いくつもの壁を乗り越えてきた笹岡知寿子さん【写真提供:株式会社オンザページ】
いくつもの壁を乗り越えてきた笹岡知寿子さん【写真提供:株式会社オンザページ】

 キャリアは、いつも平坦な道のりではありません。順風満帆に見える歩みの中にも、高い壁に直面する瞬間があります。そのとき、どう向き合ってきたのか――。そうした積み重ねが、今を支える力になっているのかもしれません。さまざまな分野で活躍する女性たちにスポットを当て、その人生を紐解く連載「私のビハインドストーリー」。今回は、ブライダル事業を展開する株式会社オンザページ(旧社名ノバレーゼ)の取締役執行役員・笹岡知寿子さんに話を伺いました。
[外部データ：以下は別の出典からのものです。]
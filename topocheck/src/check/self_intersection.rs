use log::debug;
use rstar::RTree;
use topocheck_types::{segment_intersection, BoundingBox, ContourRef, Geom, SegmentIntersection};

use crate::check_error::CheckError;
use crate::config::ToleranceConfig;
use crate::index::{envelope, IndexedBox};

/// Finds crossings between non-adjacent edges of every ring (or of the line) of the geometry.
///
/// Edges `i` and `i + 1` are adjacent, and so are the first and the last edges of a ring. Zero-length edges are
/// ignored. Only proper crossings are reported: edges that merely touch at a vertex are not an error here.
///
/// Errors are ordered by ring, then by edge pair.
pub fn check_self_intersections(geometry: &Geom, config: &ToleranceConfig) -> Vec<CheckError> {
    let mut errors = vec![];
    for (ring_index, contour) in geometry.iter_contours().enumerate() {
        check_contour(contour, ring_index as u32, config.tolerance, &mut errors);
    }

    if !errors.is_empty() {
        debug!("Found {} self-intersections", errors.len());
    }

    errors
}

fn check_contour(
    contour: ContourRef,
    ring_index: u32,
    tolerance: f64,
    errors: &mut Vec<CheckError>,
) {
    let points = contour.points();
    let edge_count = match (contour.is_closed(), points.len()) {
        (_, 0 | 1) => return,
        (true, n) => n,
        (false, n) => n - 1,
    };
    let edge = |i: usize| (&points[i], &points[(i + 1) % points.len()]);
    let adjacent = |i: usize, j: usize| {
        j == i + 1 || (contour.is_closed() && i == 0 && j == edge_count - 1)
    };

    let tree = RTree::bulk_load(
        (0..edge_count)
            .map(|i| {
                let (a, b) = edge(i);
                IndexedBox::new(i, &BoundingBox::from_corners(*a, *b))
            })
            .collect(),
    );

    let mut found = vec![];
    for i in 0..edge_count {
        let (a, b) = edge(i);
        if a.distance_sq(b) <= tolerance * tolerance {
            continue;
        }

        let search = envelope(&BoundingBox::from_corners(*a, *b), tolerance);
        for candidate in tree.locate_in_envelope_intersecting(&search) {
            let j = candidate.idx;
            if j <= i || adjacent(i, j) {
                continue;
            }

            let (c, d) = edge(j);
            if let SegmentIntersection::Crossing(location) =
                segment_intersection(a, b, c, d, tolerance, false)
            {
                found.push((i, j, location));
            }
        }
    }

    found.sort_by_key(|(i, j, _)| (*i, *j));
    errors.extend(
        found
            .into_iter()
            .map(|(i, j, location)| CheckError::SelfIntersection {
                location,
                ring_index,
                segment_a: i as u32,
                segment_b: j as u32,
            }),
    );
}

#[cfg(test)]
mod tests {
    use super::*;
    use assert_matches::assert_matches;
    use topocheck_types::{LineString, MultiPolygon, Polygon, Ring, Vector2d};

    fn v(x: f64, y: f64) -> Vector2d {
        Vector2d::new(x, y).expect("finite")
    }

    fn ring(points: &[(f64, f64)]) -> Ring {
        Ring::new(points.iter().map(|&(x, y)| v(x, y)).collect())
    }

    #[test]
    fn bowtie_has_one_crossing() {
        let bowtie = Geom::from(Polygon::from(ring(&[
            (0.0, 0.0),
            (2.0, 2.0),
            (2.0, 0.0),
            (0.0, 2.0),
            (0.0, 0.0),
        ])));

        let errors = check_self_intersections(&bowtie, &ToleranceConfig::default());
        assert_eq!(
            errors,
            vec![CheckError::SelfIntersection {
                location: v(1.0, 1.0),
                ring_index: 0,
                segment_a: 0,
                segment_b: 2,
            }]
        );
    }

    #[test]
    fn convex_polygon_is_clean() {
        let polygon = Geom::from(Polygon::from(ring(&[
            (0.0, 0.0),
            (4.0, 0.0),
            (5.0, 3.0),
            (2.0, 5.0),
            (-1.0, 3.0),
        ])));

        assert!(check_self_intersections(&polygon, &ToleranceConfig::default()).is_empty());
    }

    #[test]
    fn concave_polygon_with_hole_is_clean() {
        let polygon = Geom::from(Polygon::new(
            ring(&[
                (0.0, 0.0),
                (10.0, 0.0),
                (10.0, 10.0),
                (5.0, 4.0),
                (0.0, 10.0),
            ]),
            vec![ring(&[(1.0, 1.0), (3.0, 1.0), (3.0, 2.0), (1.0, 2.0)])],
        ));

        assert!(check_self_intersections(&polygon, &ToleranceConfig::default()).is_empty());
    }

    #[test]
    fn vertex_touch_is_not_a_crossing() {
        // Two triangles sharing the vertex (2, 2) inside one ring.
        let polygon = Geom::from(Polygon::from(ring(&[
            (0.0, 0.0),
            (4.0, 0.0),
            (2.0, 2.0),
            (4.0, 4.0),
            (0.0, 4.0),
            (2.0, 2.0),
        ])));

        assert!(check_self_intersections(&polygon, &ToleranceConfig::default()).is_empty());
    }

    #[test]
    fn zero_length_edges_are_skipped() {
        let polygon = Geom::from(Polygon::from(ring(&[
            (0.0, 0.0),
            (4.0, 0.0),
            (4.0, 0.0),
            (4.0, 4.0),
            (0.0, 4.0),
        ])));

        assert!(check_self_intersections(&polygon, &ToleranceConfig::default()).is_empty());
    }

    #[test]
    fn crossing_in_hole_reports_ring_index() {
        let polygon = Polygon::new(
            ring(&[(0.0, 0.0), (10.0, 0.0), (10.0, 10.0), (0.0, 10.0)]),
            vec![ring(&[(2.0, 2.0), (4.0, 4.0), (4.0, 2.0), (2.0, 4.0)])],
        );
        let square = Polygon::from(ring(&[(20.0, 0.0), (21.0, 0.0), (21.0, 1.0), (20.0, 1.0)]));
        let geom = Geom::from(MultiPolygon::new(vec![square, polygon]));

        let errors = check_self_intersections(&geom, &ToleranceConfig::default());
        assert_eq!(errors.len(), 1);
        assert_matches!(
            errors[0],
            CheckError::SelfIntersection {
                ring_index: 2,
                segment_a: 0,
                segment_b: 2,
                ..
            }
        );
    }

    #[test]
    fn line_crossing_itself() {
        let line = Geom::from(LineString::new(vec![
            v(0.0, 0.0),
            v(4.0, 0.0),
            v(4.0, 4.0),
            v(2.0, -2.0),
        ]));

        let errors = check_self_intersections(&line, &ToleranceConfig::default());
        assert_eq!(errors.len(), 1);
        assert_matches!(
            errors[0],
            CheckError::SelfIntersection {
                ring_index: 0,
                segment_a: 0,
                segment_b: 2,
                ..
            }
        );
    }

    #[test]
    fn open_line_ends_are_not_adjacent() {
        // First and last edges of a line cross; for a ring they would be neighbours.
        let line = Geom::from(LineString::new(vec![
            v(0.0, 0.0),
            v(4.0, 0.0),
            v(4.0, 4.0),
            v(2.0, 4.0),
            v(2.0, -2.0),
        ]));

        let errors = check_self_intersections(&line, &ToleranceConfig::default());
        assert_eq!(errors.len(), 1);
        assert_matches!(
            errors[0],
            CheckError::SelfIntersection {
                segment_a: 0,
                segment_b: 3,
                ..
            }
        );
    }

    #[test]
    fn points_have_no_edges() {
        let geom = Geom::MultiPoint(vec![v(0.0, 0.0), v(0.0, 0.0)]);
        assert!(check_self_intersections(&geom, &ToleranceConfig::default()).is_empty());
    }
}
//! Error types used by the crate.

use thiserror::Error;
use topocheck_types::GeometryError;

/// Invalid [`ToleranceConfig`](crate::ToleranceConfig) value.
#[derive(Debug, Clone, PartialEq, Error)]
pub enum ConfigError {
    /// A knob is NaN, infinite or negative.
    #[error("{name} must be a finite non-negative number, got {value}")]
    NegativeOrNonFinite {
        /// Name of the knob.
        name: &'static str,
        /// Supplied value.
        value: f64,
    },
}

/// Reason the gap check of a layer could not complete.
///
/// An inconclusive gap check never means "no gaps".
#[derive(Debug, Clone, PartialEq, Error)]
pub enum GapCheckFailure {
    /// The layer is empty, or none of its polygon features is valid.
    #[error("no valid polygon features to check for gaps")]
    EmptyInput,
    /// The polygon-algebra backend failed while building or searching the mosaic.
    #[error("gap search failed: {0}")]
    Algebra(#[from] GeometryError),
}
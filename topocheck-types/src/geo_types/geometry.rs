use ::geo_types::Geometry;

use crate::contour::LineString;
use crate::error::GeometryError;
use crate::geometry::Geom;
use crate::polygon::{MultiPolygon, Polygon};
use crate::vec::Vector2d;

impl TryFrom<&Geometry<f64>> for Geom {
    type Error = GeometryError;

    fn try_from(value: &Geometry<f64>) -> Result<Self, Self::Error> {
        Ok(match value {
            Geometry::Point(p) => Geom::Point(Vector2d::try_from(*p)?),
            Geometry::MultiPoint(points) => Geom::MultiPoint(
                points
                    .iter()
                    .map(|p| Vector2d::try_from(*p))
                    .collect::<Result<_, _>>()?,
            ),
            Geometry::LineString(line) => Geom::Line(LineString::try_from(line)?),
            Geometry::Polygon(polygon) => Geom::Polygon(Polygon::try_from(polygon)?),
            Geometry::MultiPolygon(multi) => Geom::MultiPolygon(MultiPolygon::try_from(multi)?),
            Geometry::Rect(rect) => Geom::Polygon(Polygon::try_from(&rect.to_polygon())?),
            Geometry::Triangle(triangle) => {
                Geom::Polygon(Polygon::try_from(&triangle.to_polygon())?)
            }
            Geometry::Line(_) => return Err(unsupported("Line")),
            Geometry::MultiLineString(_) => return Err(unsupported("MultiLineString")),
            Geometry::GeometryCollection(_) => return Err(unsupported("GeometryCollection")),
        })
    }
}

impl From<&Geom> for Geometry<f64> {
    fn from(value: &Geom) -> Self {
        match value {
            Geom::Point(p) => Geometry::Point((*p).into()),
            Geom::MultiPoint(points) => Geometry::MultiPoint(
                points
                    .iter()
                    .map(|p| ::geo_types::Point::from(*p))
                    .collect(),
            ),
            Geom::Line(line) => Geometry::LineString(line.into()),
            Geom::Polygon(polygon) => Geometry::Polygon(polygon.into()),
            Geom::MultiPolygon(multi) => Geometry::MultiPolygon(multi.into()),
        }
    }
}

fn unsupported(kind: &str) -> GeometryError {
    GeometryError::UnsupportedType(kind.to_string())
}
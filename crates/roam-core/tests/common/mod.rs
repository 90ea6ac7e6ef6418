pub mod tile_server;
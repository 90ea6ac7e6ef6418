//! Durable storage collaborators: the SQLite key-value store and the
//! on-disk tile directory.

pub mod kv;
pub mod tiles;

pub use kv::{
    now_ms, region_tiles_key, KvStore, AUTO_UPDATE_KEY, MAP_CACHE_LIST_KEY, MAP_DATA_KEY,
    MAP_INFO_KEY, REGIONS_KEY,
};
pub use tiles::TileStore;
前編は、キャリアでの挫折や、そこから得た気づきに迫ります。

 ◇ ◇ ◇

入社後すぐに頭角を現し、ついた呼び名は“受注率80%の女”

 現在、同社の婚礼衣装事業の責任者として取締役執行役員を務め、200人を超える現場を率いる笹岡さん。ノバレーゼに入社したのは。大学卒業後の2003年。もともとブライダル業に興味があったわけではなく、当時まだ立ち上がったばかりのベンチャー企業という点に魅力を感じたそうです。

「会社説明会に行くまで、ブライダル会社であることすら知りませんでした。当時はまだ立ち上がったばかりで、役員数人しかいない会社で……。でも、そこで出会った方たちが本気でこの会社を大きくしたい、社会に良い影響を与えたい、人を大切にしたいと思っていることがひしひしと伝わってきて、一緒に働きたいと思いました」

 最初の担当はドレスコーディネーター。結婚式の会場が決まったお客さんに衣装やアクセサリーのほか、メイクやフラワーデザインなどを提案する仕事でした。翌年、ウェディングプランナー部門に異動。仕事を続けるなかで、ブライダルの仕事に対する考え方が変化していったといいます。

「とにかく人が好き、接客が好きだと気づきましたね。結婚式は、お客様にとって一生に一度の非日常で、それを作るのがブライダルの仕事。数字よりお客様を見て、会話内容によっては、他社の式場をすすめることもありました。お客様の立場に徹底的に立って尽くした結果、それ以上の幸せをいただける仕事なんだと。それは今も感じています」

 丁寧に寄り添う仕事ぶりで、月に40組もの婚礼予約を受注することも。驚異の受注率に、ついた異名は“受注率80%の女”。当時の会社全体の平均受注率が約33%だったことからも、群を抜く数字でした。

 その姿勢が評価され、当時最年少の27歳で支社長に抜擢。中部エリアを統括し、100人もの部下を束ねる立場になりました。「20代は向かうところ敵なしという感じでした」と振り返ります。目覚ましいキャリアを歩んできました。

プロポーズを断り、30歳で海外事業に挑戦するも失敗

 その後、30歳のときにビッグプロジェクトが舞い降りてきます。海外事業で、韓国支社の副社長として結婚式場の立ち上げを打診されたのです。笹岡さんは、次のように語ります。

「実はプロポーズされていたんですが、断ったんです。その相手は今の夫で、『会社と結婚しているね』と言われました。それでも、永住する覚悟で韓国行きを決めました。出店地はすでに会社が目星をつけていましたが、ほかは何も決まっておらず、ほぼゼロからのスタートでした。韓国語も『アニョハセヨ』のあいさつ以外はできない状態でしたが、とにかく挑戦してみようと思いました」

 現地のワンルームのアパートに住み、新規開業に向けて奔走する日々を過ごします。式場デザインまで完成させましたが、最終段階で出店予定地の登記の問題などで営業許可が下りず、事業の見込みが立たない状態に。

 なんとか立て直しを図ろうとした笹岡さんでしたが、会社の判断はブライダル事業からの撤退でした。プライベートを投げ捨て挑んだ海外事業は、1年6か月で終わりを迎えました。

「何も成し遂げられなかった、何も形にできなかった」という悔しさが“敗北感”として強烈に残ったといいます。